1 big thing: ⚡️ Harris blitz mode
Vice President Kamala Harris is moving with lightning speed to make her nomination a foregone conclusion after President Biden ended his campaign today.
- Harris is calling party leaders and elected officials to lock down her party's presidential nomination, according to people familiar with the matter.
Why it matters: Harris' team knows that time is the enemy. Many party leaders are extremely leery about having an open process 3½ months before the election.
- In short order, Harris received endorsements from President Biden, former President Clinton and former Secretary of State Hillary Clinton.
👀 But former President Obama doesn't plan to endorse her, according to a person familiar with the matter.
- "Just like he did in 2020 once Joe Biden earned the nomination, President Obama believes he will be uniquely positioned to help unite the party once we have a nominee, lift up that candidate, and do everything he can to get that candidate elected in November," the person said.
Zoom out: Despite the days of speculation that Biden would bow out, the party was stunned when he finally did.

Between the lines: Now some party leaders and major donors are trying to create a sense of inevitability around Harris.
- "With Biden out, the party has just one candidate who has run for national office previously — she is proven on the campaign trail, in the situation room and in the Oval Office," former White House Chief of Staff Ron Klain told Axios.
- "It's time to unite behind our outstanding vice president, Kamala Harris."
Zoom in: The Democratic National Committee has not clarified the process for selecting its party's presidential nominee.
- State party leaders, who have some control over the nearly 4,000 delegates who will formally pick the nominee, scheduled a call for 5pm ET today to discuss their next moves.
- Party officials are in the dark on whether the DNC plans to stick with its plans to hold a virtual roll call in early August or at the actual convention in Chicago two weeks later.
The bottom line: "We have 107 days until Election Day.
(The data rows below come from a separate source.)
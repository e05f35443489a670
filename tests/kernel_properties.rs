//! Property tests for the windowed statistic kernels.
//!
//! Each kernel is compared against a direct nested-loop evaluation of the
//! same counting rule over random sorted timestamp sets: counts are taken
//! by filtering the whole target sequence for every anchor, with no
//! pointer reuse.
use hawkes_cumulants::{
    cumulants::{
        kernels::{lag_integral, window_count, window_product, Marginal},
        options::TrendConvention,
    },
    process::ProcessCollection,
};
use proptest::prelude::*;

fn normalised(sum: f64, count: usize, n: usize, horizon: f64) -> f64 {
    let sum = if count > 0 && count < n { sum * n as f64 / count as f64 } else { sum };
    if horizon == 0.0 {
        0.0
    } else {
        sum / horizon
    }
}

fn at_or_below(z: &[f64], x: f64) -> usize {
    z.iter().filter(|&&t| t <= x).count()
}

fn strictly_below(z: &[f64], x: f64) -> usize {
    z.iter().filter(|&&t| t < x).count()
}

fn brute_window_count(
    anchor: Marginal<'_>, target: Marginal<'_>, a: f64, b: f64, t: f64,
) -> f64 {
    let n = target.times.len();
    let (mut sum, mut count) = (0.0, 0);
    for &tau in anchor.times {
        if tau + a < 0.0 {
            continue;
        }
        let u = at_or_below(target.times, tau + a);
        let v = strictly_below(target.times, tau + b).max(u);
        if u > 0 && u < n && v < n {
            sum += (v - u) as f64;
            count += 1;
        }
    }
    normalised(sum, count, anchor.times.len(), t) - (b - a) * anchor.intensity * target.intensity
}

fn brute_window_product(
    first: Marginal<'_>, second: Marginal<'_>, anchor: Marginal<'_>, a: f64, b: f64, t: f64,
) -> f64 {
    let trend = second.intensity * (b - a);
    let (mut sum, mut count) = (0.0, 0);
    for &tau in anchor.times {
        if tau + a < 0.0 {
            continue;
        }
        let u = at_or_below(first.times, tau + a);
        let v = strictly_below(first.times, tau + b).max(u);
        let x = at_or_below(second.times, tau + a);
        let y = strictly_below(second.times, tau + b).max(x);
        if u > 0 && v < first.times.len() && x > 0 && y < second.times.len() {
            sum += ((v - u) as f64 - trend) * ((y - x) as f64 - trend);
            count += 1;
        }
    }
    normalised(sum, count, anchor.times.len(), t)
}

fn brute_lag_integral(anchor: Marginal<'_>, target: Marginal<'_>, h: f64, t: f64) -> f64 {
    let (mut sum, mut count) = (0.0, 0);
    for &tau in anchor.times {
        if tau - h < 0.0 {
            continue;
        }
        for &s in target.times.iter().filter(|&&s| s > tau - h && s < tau) {
            sum += tau - s;
            count += 1;
        }
    }
    normalised(sum, count, anchor.times.len(), t)
        - 0.5 * h * h * anchor.intensity * target.intensity
}

fn close(a: f64, b: f64) -> bool {
    (a - b).abs() <= 1e-9 * a.abs().max(b.abs()).max(1.0)
}

fn sorted_times() -> impl Strategy<Value = Vec<f64>> {
    prop::collection::vec(0.0f64..60.0, 0..40).prop_map(|mut v| {
        v.sort_by(f64::total_cmp);
        v
    })
}

proptest! {
    #![proptest_config(ProptestConfig::with_cases(500))]

    #[test]
    fn window_count_matches_nested_loops(
        zi in sorted_times(),
        zj in sorted_times(),
        h in 0.1f64..15.0,
    ) {
        let process = ProcessCollection::from_vecs(vec![zi, zj]).unwrap();
        let l = process.intensities();
        let t = process.horizon();
        let ni = Marginal::new(process.sequences()[0].as_slice(), l[0]);
        let nj = Marginal::new(process.sequences()[1].as_slice(), l[1]);

        let fast = window_count(ni, nj, -h, h, t);
        let slow = brute_window_count(ni, nj, -h, h, t);
        prop_assert!(close(fast, slow), "A: scan {} vs nested {}", fast, slow);
    }

    #[test]
    fn window_product_matches_nested_loops(
        zi in sorted_times(),
        zj in sorted_times(),
        zk in sorted_times(),
        h in 0.1f64..15.0,
    ) {
        let process = ProcessCollection::from_vecs(vec![zi, zj, zk]).unwrap();
        let l = process.intensities();
        let t = process.horizon();
        let seqs = process.sequences();
        let ni = Marginal::new(seqs[0].as_slice(), l[0]);
        let nj = Marginal::new(seqs[1].as_slice(), l[1]);
        let nk = Marginal::new(seqs[2].as_slice(), l[2]);

        let fast = window_product(ni, nj, nk, -h, h, t, TrendConvention::Reference);
        let slow = brute_window_product(ni, nj, nk, -h, h, t);
        prop_assert!(close(fast, slow), "E: scan {} vs nested {}", fast, slow);
    }

    #[test]
    fn lag_integral_matches_nested_loops(
        zi in sorted_times(),
        zj in sorted_times(),
        h in 0.1f64..15.0,
    ) {
        let process = ProcessCollection::from_vecs(vec![zi, zj]).unwrap();
        let l = process.intensities();
        let t = process.horizon();
        let ni = Marginal::new(process.sequences()[0].as_slice(), l[0]);
        let nj = Marginal::new(process.sequences()[1].as_slice(), l[1]);

        let fast = lag_integral(ni, nj, h, t);
        let slow = brute_lag_integral(ni, nj, h, t);
        prop_assert!(close(fast, slow), "I: scan {} vs nested {}", fast, slow);
    }

    #[test]
    fn window_count_with_empty_target_is_zero(
        zi in sorted_times(),
        h in 0.1f64..15.0,
    ) {
        let process = ProcessCollection::from_vecs(vec![zi, Vec::new()]).unwrap();
        let l = process.intensities();
        let ni = Marginal::new(process.sequences()[0].as_slice(), l[0]);
        let empty = Marginal::new(process.sequences()[1].as_slice(), l[1]);

        prop_assert_eq!(window_count(ni, empty, -h, h, process.horizon()), 0.0);
    }
}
Together, we will fight. And together, we will win," Harris said in a statement this afternoon.
2. Congress lines up for Harris
On Capitol Hill, the leaders of the Congressional Progressive Caucus, the center-left New Democrat Coalition and the Congressional Black Caucus all quickly endorsed Harris.
Between the lines: Harris' emerging support on Capitol Hill transcends many of Democrats' traditional dividing lines, with frontliners, progressives, moderates, white, Black and Hispanic lawmakers all backing her.
- "I know she is already in conversation with members," Rep. Gabe Amo (D-R.I.) told Axios. "I've spoken to folks who have spoken to her … today."
- "Her team is fully activated.… Our California delegation is coalescing very rapidly, so I'm sure that's happening in other delegations in real time," said Rep. Jared Huffman (D-Calif.), one of the dozens of House Democrats who had pressed Biden to exit the race.
- A House Democrat who hasn't endorsed Harris told Axios: "She's getting a ton of support/endorsements from members on our various Signal chats."
3. ✍️ How Biden called it quits
Biden's exit announcement came together in a late-night writing session, according to reporting from Axios' Hans Nichols and the N.Y. Times.
Yesterday: Biden worked on his letter exiting the race with top aides Steve Ricchetti, Annie Tomasini and Mike Donilon at his Rehoboth Beach, Del., home.
- Biden's family and closest aides learned that he was leaving.
Today: Biden, in separate calls, told VP Harris, his White House Chief of Staff Jeff Zients and his campaign manager Jen O'Malley Dillon shortly ahead of the public announcement.
- Biden told his other top staffers one minute before his tweet.
- Zients convened the Cabinet for a virtual session shortly after the announcement to share the president's decision.